O Qatar e a generalidade da Península Arábica são já um ponto importante da capacidade portuguesa de atração de capital.
É isso mesmo, e nesta Web Summit, que tem as três vertes: procurar parceiros, procurar clientes e procurar capital. Mas aqui, de facto, o ponto forte e aquele que mais motiva as startups portuguesas a deslocarem-se ao Qatar é também para procurar parceiros, clientes, mas sobretudo para procurar capital. Espero que as empresas presentes tenham oportunidade de levantar capital, que é aquilo que procuram. A ligação da Web Summit a Portugal, onde tem parte da sua atividade, é muito importante para as empresas portuguesas. E tem dois eventos cruciais na geografia importante para tecnologia e capital: a América do Norte e o Médio Oriente – e também um pouco, agora, uma presença no Rio de Janeiro.

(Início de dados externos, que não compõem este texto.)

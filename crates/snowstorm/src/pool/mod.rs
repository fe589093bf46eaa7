//! Prefetching id pool.
//!
//! A [`Pool`] owns a fixed set of worker tasks that pull batches from one or
//! more [`Source`]s and push them, one id at a time, into bounded queues.
//! Consumers take single ids with [`Pool::next_id`]. A full queue parks the
//! workers feeding it; an empty one parks the consumer.
//!
//! Two topologies are available (see [`Topology`]):
//!
//! - **FIFO**: every worker feeds one shared queue. Cheapest, but ids from
//!   different batches interleave in arrival order.
//! - **Monotonic**: each (source, worker) pair feeds its own bucket and a
//!   single merge task forwards the smallest head, so the output never
//!   decreases.
//!
//! All tasks share one [`CancellationToken`]. [`Pool::close`] cancels it and
//! joins every task before returning.

mod config;
mod merge;
mod queue;
mod worker;

#[cfg(test)]
mod tests;

pub use config::*;

use crate::{Error, Result, Source};
use core::time::Duration;
use merge::Merge;
use queue::Bucket;
use rand::{Rng, SeedableRng, rngs::StdRng};
use std::sync::Arc;
use tokio::{
    runtime::Handle,
    sync::{Mutex, Notify, mpsc},
    task::JoinHandle,
};
use tokio_util::sync::CancellationToken;
use worker::Worker;

/// A buffered, concurrently refilled supply of ids.
///
/// # Example
///
/// ```
/// use snowstorm::{FactoryOptions, IdFactory, Pool};
/// use std::sync::Arc;
///
/// # #[tokio::main(flavor = "current_thread")]
/// # async fn main() -> snowstorm::Result<()> {
/// let factory = Arc::new(IdFactory::new(FactoryOptions::default())?);
/// let pool = Pool::builder()
///     .buffer_size(1024)
///     .workers(2)
///     .source(factory)
///     .build()?;
///
/// let a = pool.next_id().await.unwrap();
/// let b = pool.next_id().await.unwrap();
/// assert_ne!(a, b);
///
/// pool.close().await;
/// assert_eq!(pool.next_id().await, None);
/// # Ok(())
/// # }
/// ```
pub struct Pool {
    ids: Mutex<mpsc::Receiver<i64>>,
    shutdown: CancellationToken,
    tasks: Mutex<Vec<JoinHandle<()>>>,
    topology: Topology,
}

impl Pool {
    pub fn builder() -> PoolBuilder {
        PoolBuilder::default()
    }

    /// Waits for the next id.
    ///
    /// Never fails while the pool is open: fetch errors are retried inside the
    /// workers and only show up as extra latency. Returns `None` once the pool
    /// has been closed.
    pub async fn next_id(&self) -> Option<i64> {
        self.ids.lock().await.recv().await
    }

    /// Cancels every task and waits for all of them to exit.
    ///
    /// Ids still buffered are discarded. Concurrent or repeated calls all wait
    /// for the same tasks; once they have been joined, `close` is a no-op.
    pub async fn close(&self) {
        self.shutdown.cancel();

        // Held across the joins so a second caller parks until they finish.
        let mut tasks = self.tasks.lock().await;
        #[cfg(feature = "tracing")]
        tracing::debug!("Joining {} pool tasks", tasks.len());

        // A handle is only popped once joined, so a caller dropped mid-close
        // leaves the rest for the next one.
        while let Some(task) = tasks.last_mut() {
            let result = task.await;
            tasks.pop();
            if let Err(_e) = result {
                #[cfg(feature = "tracing")]
                tracing::error!("Pool task {} did not exit cleanly: {_e}", tasks.len());
            }
        }
        drop(tasks);

        let mut ids = self.ids.lock().await;
        ids.close();
        while ids.try_recv().is_ok() {}

        #[cfg(feature = "tracing")]
        tracing::debug!("Pool closed");
    }

    /// Returns true once [`Pool::close`] has been called.
    pub fn is_closed(&self) -> bool {
        self.shutdown.is_cancelled()
    }

    pub const fn topology(&self) -> Topology {
        self.topology
    }
}

impl Drop for Pool {
    /// Signals every task to stop. Without an explicit [`Pool::close`] the
    /// tasks wind down on their own, unjoined.
    fn drop(&mut self) {
        self.shutdown.cancel();
    }
}

/// Configures and spawns a [`Pool`].
#[derive(Default)]
pub struct PoolBuilder {
    config: PoolConfig,
    sources: Vec<Arc<dyn Source>>,
}

impl PoolBuilder {
    /// Replaces every setting at once.
    pub fn config(mut self, config: PoolConfig) -> Self {
        self.config = config;
        self
    }

    /// Number of ids buffered locally, 1 to [`MAX_BUFFER_SIZE`]. In monotonic
    /// mode every bucket gets this capacity too.
    pub fn buffer_size(mut self, n: usize) -> Self {
        self.config.buffer_size = n;
        self
    }

    /// Number of concurrent fetch loops, 1 to [`MAX_WORKERS`]. In monotonic
    /// mode this is per source.
    pub fn workers(mut self, n: usize) -> Self {
        self.config.workers = n;
        self
    }

    /// Ids requested per fetch.
    pub fn batch_size(mut self, n: usize) -> Self {
        self.config.batch_size = Some(n);
        self
    }

    /// Deadline for each fetch attempt.
    pub fn fetch_timeout(mut self, timeout: Duration) -> Self {
        self.config.fetch_timeout = timeout;
        self
    }

    /// Delay between failed fetch attempts.
    pub fn backoff(mut self, backoff: Backoff) -> Self {
        self.config.backoff = backoff;
        self
    }

    /// Merge buckets so that ids come out in nondecreasing order.
    pub fn monotonic(mut self) -> Self {
        self.config.topology = Topology::Monotonic;
        self
    }

    /// Seeds source selection and backoff jitter.
    pub fn seed(mut self, seed: u64) -> Self {
        self.config.seed = Some(seed);
        self
    }

    /// Adds a source to pull batches from.
    pub fn source<S>(mut self, source: S) -> Self
    where
        S: Source + 'static,
    {
        self.sources.push(Arc::new(source));
        self
    }

    /// Adds several shared sources.
    pub fn sources<I>(mut self, sources: I) -> Self
    where
        I: IntoIterator<Item = Arc<dyn Source>>,
    {
        self.sources.extend(sources);
        self
    }

    /// Validates the configuration and spawns the pool's tasks on the current
    /// Tokio runtime.
    ///
    /// # Errors
    ///
    /// Returns [`Error::InvalidConfig`] if a setting is out of range, no
    /// source was given, or there is no runtime to spawn on.
    pub fn build(self) -> Result<Pool> {
        let Self { config, sources } = self;
        config.validate()?;
        if sources.is_empty() {
            return Err(Error::invalid_config("at least one source is required"));
        }
        let handle = Handle::try_current()
            .map_err(|_| Error::invalid_config("a pool must be built inside a Tokio runtime"))?;

        let shutdown = CancellationToken::new();
        let mut seeds = StdRng::seed_from_u64(config.seed.unwrap_or_else(rand::random));
        let (out, ids) = queue::channel(config.buffer_size, None);

        let spawn_worker = |id: usize,
                            sources: Vec<Arc<dyn Source>>,
                            producer: queue::Producer,
                            seed: u64| {
            let worker = Worker {
                id,
                sources,
                batch_size: config.batch_size(),
                fetch_timeout: config.fetch_timeout,
                backoff: config.backoff,
                rng: StdRng::seed_from_u64(seed),
                queue: producer,
                shutdown: shutdown.clone(),
            };
            handle.spawn(worker.run())
        };

        let mut tasks = Vec::new();
        match config.topology {
            Topology::Fifo => {
                for id in 0..config.workers {
                    tasks.push(spawn_worker(id, sources.clone(), out.clone(), seeds.random()));
                }
            }
            Topology::Monotonic => {
                let wake = Arc::new(Notify::new());
                let mut buckets = Vec::with_capacity(sources.len() * config.workers);
                for source in &sources {
                    for _ in 0..config.workers {
                        let (producer, rx) =
                            queue::channel(config.buffer_size, Some(Arc::clone(&wake)));
                        buckets.push(Bucket::new(rx));
                        tasks.push(spawn_worker(
                            tasks.len(),
                            vec![Arc::clone(source)],
                            producer,
                            seeds.random(),
                        ));
                    }
                }
                let merge = Merge::new(buckets, wake);
                tasks.push(handle.spawn(merge::merge_loop(merge, out.clone(), shutdown.clone())));
            }
        }

        #[cfg(feature = "tracing")]
        tracing::debug!(
            "Started {:?} pool: {} tasks over {} sources, buffer {}, batch {}",
            config.topology,
            tasks.len(),
            sources.len(),
            config.buffer_size,
            config.batch_size()
        );

        Ok(Pool {
            ids: Mutex::new(ids),
            shutdown,
            tasks: Mutex::new(tasks),
            topology: config.topology,
        })
    }
}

Que apreciação faz do balanço do IDE em 2023?
As indicações que temos são que o investimento direto estrangeiro cresceu 6,2% - estou a falar do stock de IDE no fecho de 2023, 180 mil milhões de euros. O investimento direto português no estrangeiro, que é cerca de um terço, fechou em valores próximos dos 65 mil milhões de euros, que é mais 5,8% que no fecho de 2022.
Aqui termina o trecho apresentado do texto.